CNN model is implemented using Keras.
During my experiments I came to conclusion that I have to reduce the amount of trainable params in order proceed with smaller amounts of data. So it's not an exact copy of Nvidia's paper.
The flow of program is quite simple: First we have to collect training data. We use data_manager.py file for that. It runs an infinite loop while grabing game window screenshot (using PIL) and joystick values (using PyGame): Grabbed image is resized. Grabbed joystick values format is changed to match PyVJOY (https://github.com/tidzo/pyvjoy).
After collecting training data, we have to train the network. Training is quite simple - testing data is split into two parts using scikit-learn ( training - 85% and validation - 15% ) and sent to model.fit function
At last, we test the network using deploy_network function ( main.py).
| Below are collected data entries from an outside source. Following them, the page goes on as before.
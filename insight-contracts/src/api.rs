use std::fmt::Debug;

use async_trait::async_trait;
use insight_model::{CategoryCount, Locale, TaxonomyKind, TaxonomyNode};

use crate::error::ApiError;
use crate::params::SearchRequest;
use crate::wire::SearchResponse;

/// Remote search service.
///
/// Implementations do not need to observe cancellation themselves: the
/// request coordinator drops the returned future when a request is
/// superseded, and discards late results either way.
#[async_trait]
pub trait SearchApi: Send + Sync + Debug {
    /// One page of knowledge items or insighters.
    async fn search(&self, request: &SearchRequest) -> Result<SearchResponse, ApiError>;

    /// Per-category result counts for the same filters, without pagination.
    async fn statistics(&self, request: &SearchRequest) -> Result<Vec<CategoryCount>, ApiError>;

    /// Keyword suggestions for the search box.
    async fn autocomplete(&self, keyword: &str) -> Result<Vec<String>, ApiError>;

    /// Full taxonomy tree of `kind` with names for `locale`.
    async fn fetch_taxonomy(
        &self,
        kind: TaxonomyKind,
        locale: Locale,
    ) -> Result<Vec<TaxonomyNode>, ApiError>;
}

/// Surfaces a single human-readable message to the user (a toast, a banner,
/// a line on stderr).
pub trait ErrorReporter: Send + Sync {
    fn report(&self, message: &str);
}

/// Receives the encoded session state whenever the visible results change.
pub trait AddressBar: Send + Sync {
    fn replace_query(&self, query: &str);
}

/// Reporter that drops every message.
#[derive(Debug, Default, Clone, Copy)]
pub struct SilentReporter;

impl ErrorReporter for SilentReporter {
    fn report(&self, _message: &str) {}
}

/// Address bar for hosts without one (CLIs, tests).
#[derive(Debug, Default, Clone, Copy)]
pub struct DetachedAddressBar;

impl AddressBar for DetachedAddressBar {
    fn replace_query(&self, _query: &str) {}
}
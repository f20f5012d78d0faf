//! Last-writer-wins sequencing of asynchronous requests.
//!
//! A [`RequestCoordinator`] owns one logical lane. Starting an operation
//! cancels whatever was running on the lane before, and only the operation
//! that is still current when it completes gets to apply its outcome.

use std::{
    fmt,
    future::Future,
    sync::atomic::{AtomicU64, Ordering},
};

use parking_lot::Mutex;
use tokio_util::sync::CancellationToken;
use tracing::debug;

/// Logical lane a coordinator sequences. Each lane gets its own coordinator
/// so that work on one never cancels work on the other.
#[derive(Debug, Clone, Copy, PartialEq, Eq, Hash)]
pub enum Channel {
    Search,
    Suggestions,
}

impl fmt::Display for Channel {
    fn fmt(&self, f: &mut fmt::Formatter<'_>) -> fmt::Result {
        f.write_str(match self {
            Channel::Search => "search",
            Channel::Suggestions => "suggestions",
        })
    }
}

/// Identity of one registered operation plus the handle used to cancel it.
#[derive(Debug, Clone)]
pub struct PendingRequestToken {
    id: u64,
    cancel: CancellationToken,
}

impl PendingRequestToken {
    pub fn id(&self) -> u64 {
        self.id
    }

    pub fn is_cancelled(&self) -> bool {
        self.cancel.is_cancelled()
    }
}

#[derive(Debug)]
pub struct RequestCoordinator {
    channel: Channel,
    next_id: AtomicU64,
    current: Mutex<Option<PendingRequestToken>>,
}

impl RequestCoordinator {
    pub fn new(channel: Channel) -> Self {
        Self {
            channel,
            next_id: AtomicU64::new(1),
            current: Mutex::new(None),
        }
    }

    pub fn channel(&self) -> Channel {
        self.channel
    }

    /// Register a new current operation, cancelling the previous one.
    pub fn begin(&self) -> PendingRequestToken {
        let token = PendingRequestToken {
            id: self.next_id.fetch_add(1, Ordering::Relaxed),
            cancel: CancellationToken::new(),
        };
        if let Some(previous) = self.current.lock().replace(token.clone()) {
            debug!(channel = %self.channel, superseded = previous.id, by = token.id, "request superseded");
            previous.cancel.cancel();
        }
        token
    }

    pub fn is_current(&self, token: &PendingRequestToken) -> bool {
        self.current
            .lock()
            .as_ref()
            .is_some_and(|current| current.id == token.id)
    }

    /// An operation is registered and has not settled.
    pub fn has_pending(&self) -> bool {
        self.current.lock().is_some()
    }

    /// Run `operation` as the lane's current operation.
    ///
    /// `settle` receives the outcome only if this operation is still current
    /// when it completes, and runs while the lane is locked: a newer operation
    /// cannot begin halfway through it. Returns `None` when the operation was
    /// cancelled or superseded; nothing is delivered in that case.
    pub async fn run<T, E, Fut, S, R>(&self, operation: Fut, settle: S) -> Option<R>
    where
        Fut: Future<Output = Result<T, E>>,
        S: FnOnce(Result<T, E>) -> R,
    {
        let token = self.begin();
        let outcome = self.race(&token, operation).await;

        let mut current = self.current.lock();
        match outcome {
            Some(result) if Self::take_if_current(&mut current, &token) => Some(settle(result)),
            _ => {
                debug!(channel = %self.channel, id = token.id, "discarding stale outcome");
                None
            }
        }
    }

    /// Drive an operation registered earlier with [`RequestCoordinator::begin`]
    /// until it finishes or its token is cancelled.
    ///
    /// Callers that snapshot their request under their own lock call `begin`
    /// inside that lock, so lane order always matches snapshot order. The
    /// outcome must still pass [`RequestCoordinator::complete`] before it is
    /// applied.
    pub async fn race<Fut>(&self, token: &PendingRequestToken, operation: Fut) -> Option<Fut::Output>
    where
        Fut: Future,
    {
        tokio::select! {
            biased;
            _ = token.cancel.cancelled() => None,
            result = operation => Some(result),
        }
    }

    /// Retire `token` if it is still the lane's current operation. Returns
    /// whether its outcome may be applied.
    pub fn complete(&self, token: &PendingRequestToken) -> bool {
        let completed = Self::take_if_current(&mut self.current.lock(), token);
        if !completed {
            debug!(channel = %self.channel, id = token.id, "discarding stale outcome");
        }
        completed
    }

    fn take_if_current(
        current: &mut Option<PendingRequestToken>,
        token: &PendingRequestToken,
    ) -> bool {
        let still_current = current
            .as_ref()
            .is_some_and(|registered| registered.id == token.id)
            && !token.cancel.is_cancelled();
        if still_current {
            *current = None;
        }
        still_current
    }

    /// Cancel the current operation, if any.
    pub fn cancel(&self) {
        if let Some(current) = self.current.lock().take() {
            debug!(channel = %self.channel, id = current.id, "request cancelled");
            current.cancel.cancel();
        }
    }
}

impl Drop for RequestCoordinator {
    fn drop(&mut self) {
        if let Some(current) = self.current.get_mut().take() {
            current.cancel.cancel();
        }
    }
}
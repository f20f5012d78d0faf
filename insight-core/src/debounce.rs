//! Quiet-period gate for bursts of user input.

use std::{fmt, sync::Arc, time::Duration};

use parking_lot::Mutex;
use tokio::{runtime::Handle, task::JoinHandle};
use tracing::warn;

type Callback<T> = Arc<dyn Fn(T) + Send + Sync>;

/// Invokes its callback with the most recent value once no further
/// [`Debouncer::call`] has arrived for `delay`.
///
/// Each call aborts the previously armed timer. Dropping the debouncer (or
/// calling [`Debouncer::cancel`]) disarms it, so a callback never fires into
/// an owner that has been torn down.
pub struct Debouncer<T> {
    delay: Duration,
    callback: Callback<T>,
    pending: Mutex<Option<JoinHandle<()>>>,
}

impl<T> fmt::Debug for Debouncer<T> {
    fn fmt(&self, f: &mut fmt::Formatter<'_>) -> fmt::Result {
        f.debug_struct("Debouncer")
            .field("delay", &self.delay)
            .field("pending", &self.pending.lock().is_some())
            .finish()
    }
}

impl<T: Send + 'static> Debouncer<T> {
    pub fn new<F>(delay: Duration, callback: F) -> Self
    where
        F: Fn(T) + Send + Sync + 'static,
    {
        Self {
            delay,
            callback: Arc::new(callback),
            pending: Mutex::new(None),
        }
    }

    pub fn delay(&self) -> Duration {
        self.delay
    }

    /// Restart the quiet period with `value` as the payload to deliver.
    ///
    /// Must be called from within a tokio runtime; outside one the call is
    /// dropped with a warning.
    pub fn call(&self, value: T) {
        let Ok(handle) = Handle::try_current() else {
            warn!("debounced call dropped: no tokio runtime");
            return;
        };

        let delay = self.delay;
        let callback = Arc::clone(&self.callback);

        let mut pending = self.pending.lock();
        if let Some(previous) = pending.take() {
            previous.abort();
        }
        *pending = Some(handle.spawn(async move {
            tokio::time::sleep(delay).await;
            callback(value);
        }));
    }

    /// Disarm the timer without firing.
    pub fn cancel(&self) {
        if let Some(previous) = self.pending.lock().take() {
            previous.abort();
        }
    }

    /// A timer is armed and has not fired yet.
    pub fn is_pending(&self) -> bool {
        self.pending
            .lock()
            .as_ref()
            .is_some_and(|handle| !handle.is_finished())
    }
}

impl<T> Drop for Debouncer<T> {
    fn drop(&mut self) {
        if let Some(previous) = self.pending.get_mut().take() {
            previous.abort();
        }
    }
}

#[cfg(test)]
mod tests {
    use super::*;
    use std::sync::atomic::{AtomicUsize, Ordering};

    fn recorder() -> (Arc<Mutex<Vec<u32>>>, impl Fn(u32) + Send + Sync + 'static) {
        let seen = Arc::new(Mutex::new(Vec::new()));
        let sink = Arc::clone(&seen);
        (seen, move |value| sink.lock().push(value))
    }

    #[tokio::test(start_paused = true)]
    async fn fires_once_with_last_value_after_quiet_period() {
        let (seen, callback) = recorder();
        let debouncer = Debouncer::new(Duration::from_millis(300), callback);

        debouncer.call(1);
        tokio::time::sleep(Duration::from_millis(100)).await;
        debouncer.call(2);
        tokio::time::sleep(Duration::from_millis(100)).await;
        debouncer.call(3);
        assert!(debouncer.is_pending());

        tokio::time::sleep(Duration::from_millis(299)).await;
        assert!(seen.lock().is_empty());

        tokio::time::sleep(Duration::from_millis(2)).await;
        assert_eq!(*seen.lock(), vec![3]);
        assert!(!debouncer.is_pending());
    }

    #[tokio::test(start_paused = true)]
    async fn cancel_disarms_timer() {
        let (seen, callback) = recorder();
        let debouncer = Debouncer::new(Duration::from_millis(200), callback);

        debouncer.call(7);
        debouncer.cancel();
        tokio::time::sleep(Duration::from_secs(1)).await;
        assert!(seen.lock().is_empty());
    }

    #[tokio::test(start_paused = true)]
    async fn drop_prevents_late_fire() {
        let fired = Arc::new(AtomicUsize::new(0));
        let counter = Arc::clone(&fired);
        let debouncer = Debouncer::new(Duration::from_millis(50), move |_: ()| {
            counter.fetch_add(1, Ordering::SeqCst);
        });

        debouncer.call(());
        drop(debouncer);
        tokio::time::sleep(Duration::from_millis(500)).await;
        assert_eq!(fired.load(Ordering::SeqCst), 0);
    }

    #[test]
    fn call_outside_runtime_is_ignored() {
        let (seen, callback) = recorder();
        let debouncer = Debouncer::new(Duration::from_millis(10), callback);
        debouncer.call(1);
        assert!(!debouncer.is_pending());
        assert!(seen.lock().is_empty());
    }
}
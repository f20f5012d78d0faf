use std::sync::Arc;

use anyhow::Context;
use insight_config::Config;
use insight_core::{HttpSearchApi, TaxonomyCache, taxonomy::partition_by_parent};
use insight_model::{Locale, TaxonomyKind, TaxonomyNode};

use crate::cli::TaxonomyArgs;

fn print_leaf(leaf: &TaxonomyNode, locale: Locale) {
    println!("{:<12} {}", leaf.code, leaf.display_name(locale));
}

pub async fn run(config: &Config, args: TaxonomyArgs) -> anyhow::Result<()> {
    let api = HttpSearchApi::new(config.api.clone()).context("failed to build HTTP client")?;
    let cache = TaxonomyCache::new(Arc::new(api));
    let locale = args.locale.unwrap_or(config.api.locale);
    let kind = TaxonomyKind::from(args.kind);

    let set = cache.initialize(locale).await;
    if let Some(err) = set.errors().iter().find(|err| err.kind() == kind) {
        return Err(err.clone()).with_context(|| format!("{kind} tree unavailable"));
    }

    let matches = set.index(kind).search(args.query.as_deref().unwrap_or(""));
    match (kind, args.under.as_deref()) {
        (TaxonomyKind::HsCode, Some(isic)) => {
            let (related, other) = partition_by_parent(matches, Some(isic));
            for leaf in &related {
                print_leaf(leaf, locale);
            }
            if !related.is_empty() && !other.is_empty() {
                println!("--");
            }
            for leaf in &other {
                print_leaf(leaf, locale);
            }
        }
        _ => {
            for leaf in matches {
                print_leaf(leaf, locale);
            }
        }
    }
    Ok(())
}
use std::sync::Arc;

use anyhow::Context;
use insight_config::Config;
use insight_core::{
    Collaborators, FilterAction, HttpSearchApi, SearchAction, SearchOrchestrator, filters,
    search as search_store, url_state,
};
use insight_model::{FilterState, SearchState};
use serde_json::json;
use tracing::debug;

use crate::cli::SearchArgs;
use crate::host::{LastQuery, StderrReporter};

/// Session to search with: the `--from-url` state with command-line flags
/// applied on top, through the same reducers the engine uses.
fn initial_state(args: &SearchArgs) -> (SearchState, FilterState) {
    let (mut state, mut facets) = args
        .from_url
        .as_deref()
        .map(url_state::decode)
        .unwrap_or_default();

    if let Some(keyword) = &args.keyword {
        state = search_store::reduce(&state, SearchAction::SetQuery(keyword.clone()));
    }
    if let Some(mode) = args.mode.filter(|mode| *mode != state.mode) {
        facets = filters::reduce(&facets, FilterAction::EnterMode(mode));
        state = search_store::reduce(&state, SearchAction::SetMode(mode));
    }
    for action in args.filter_actions() {
        facets = filters::reduce(&facets, action);
    }
    if let Some(page) = args.page {
        state = search_store::reduce(&state, SearchAction::SetPage(page));
    }

    (state, facets)
}

pub async fn run(config: &Config, args: SearchArgs) -> anyhow::Result<()> {
    let (state, facets) = initial_state(&args);
    debug!(?state, ?facets, "starting search");

    let api = HttpSearchApi::new(config.api.clone()).context("failed to build HTTP client")?;
    let reporter = Arc::new(StderrReporter::default());
    let address_bar = Arc::new(LastQuery::default());
    let session = SearchOrchestrator::with_state(
        Collaborators {
            api: Arc::new(api),
            reporter: reporter.clone(),
            address_bar: address_bar.clone(),
            taxonomy: None,
        },
        config.search.clone(),
        state,
        facets,
    );

    session.refresh().await;
    let (state, facets) = session.snapshot();
    session.shutdown();

    if args.json {
        let output = json!({
            "search": state,
            "filters": facets,
            "url": address_bar.get(),
        });
        println!("{}", serde_json::to_string_pretty(&output)?);
    } else {
        for record in &state.results {
            println!("{}", serde_json::to_string(record)?);
        }
        println!(
            "page {} of {}, {} results",
            state.current_page, state.total_pages, state.total_items
        );
        for count in &state.statistics {
            println!("  {:<16} {}", count.category, count.count);
        }
        if let Some(query) = address_bar.get().filter(|query| !query.is_empty()) {
            println!("?{query}");
        }
    }

    if reporter.reported() {
        anyhow::bail!("search failed");
    }
    Ok(())
}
It grabs a screenshot, processes (cut top, resize) it and sends it to the network. Network provides us with output - we multiply that output by MAX_PYVJOY value(to get correct format for pyvjoy library) and send it to the joystick.
Testing of the network real time can be seen here
After training with around 40k images - results seem to be quite interesting. The network definitely learned to recognize turns but it often fails to recover after a sharp one ( as seen in the video ). Keep in mind that in order to reduce amount of data needed traffic was disabled - so there were no other cars in the training and testing.